WORK REQUEST | Write the data out again, exactly as given.

━━━━━━━━━━━━━━━━━━━━

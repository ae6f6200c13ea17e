use crate::layout::LightKind;
use spacekit_common::WorldId;
use spacekit_scene::SceneError;

/// Failure to provide shader source text.
#[derive(Debug, thiserror::Error)]
pub enum ShaderError {
    #[error("shader `{0}` not found")]
    NotFound(String),
    #[error("failed to read shader `{name}`: {source}")]
    Io {
        name: String,
        #[source]
        source: std::io::Error,
    },
}

#[derive(Debug, thiserror::Error)]
pub enum RenderError {
    #[error("graphics device lost")]
    DeviceLost,
    #[error("out of GPU memory")]
    OutOfMemory,
    #[error("render target unavailable: {0}")]
    TargetUnavailable(String),
    #[error("pipeline creation failed: {0}")]
    Pipeline(String),
    #[error("{kind} light capacity exceeded: {count} lights, capacity {capacity}")]
    LightCapacityExceeded {
        kind: LightKind,
        count: usize,
        capacity: usize,
    },
    #[error("no GPU resources ensured for {0}")]
    NotEnsured(String),
    #[error("renderer is bound to {bound}, cannot draw {found}")]
    ForeignWorld { bound: WorldId, found: WorldId },
    #[error(transparent)]
    Shader(#[from] ShaderError),
    #[error(transparent)]
    Scene(#[from] SceneError),
}

impl RenderError {
    /// Whether the renderer cannot continue. Non-fatal errors only cost the
    /// current frame.
    pub fn is_fatal(&self) -> bool {
        matches!(
            self,
            Self::DeviceLost | Self::OutOfMemory | Self::Pipeline(_) | Self::Shader(_)
        )
    }
}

━━━━━━━━━━━━━━━━━━━━

RESPONSE FOR THIS EXERCISE |
repository ae6f6200c13ea17e
use crate::layout::LightKind;
use spacekit_common::WorldId;
use spacekit_scene::SceneError;

/// Failure to provide shader source text.
#[derive(Debug, thiserror::Error)]
pub enum ShaderError {
    #[error("shader `{0}` not found")]
    NotFound(String),
    #[error("failed to read shader `{name}`: {source}")]
    Io {
        name: String,
        #[source]
        source: std::io::Error,
    },
}

#[derive(Debug, thiserror::Error)]
pub enum RenderError {
    #[error("graphics device lost")]
    DeviceLost,
    #[error("out of GPU memory")]
    OutOfMemory,
    #[error("render target unavailable: {0}")]
    TargetUnavailable(String),
    #[error("pipeline creation failed: {0}")]
    Pipeline(String),
    #[error("{kind} light capacity exceeded: {count} lights, capacity {capacity}")]
    LightCapacityExceeded {
        kind: LightKind,
        count: usize,
        capacity: usize,
    },
    #[error("no GPU resources ensured for {0}")]
    NotEnsured(String),
    #[error("renderer is bound to {bound}, cannot draw {found}")]
    ForeignWorld { bound: WorldId, found: WorldId },
    #[error(transparent)]
    Shader(#[from] ShaderError),
    #[error(transparent)]
    Scene(#[from] SceneError),
}

impl RenderError {
    /// Whether the renderer cannot continue. Non-fatal errors only cost the
    /// current frame.
    pub fn is_fatal(&self) -> bool {
        matches!(
            self,
            Self::DeviceLost | Self::OutOfMemory | Self::Pipeline(_) | Self::Shader(_)
        )
    }
}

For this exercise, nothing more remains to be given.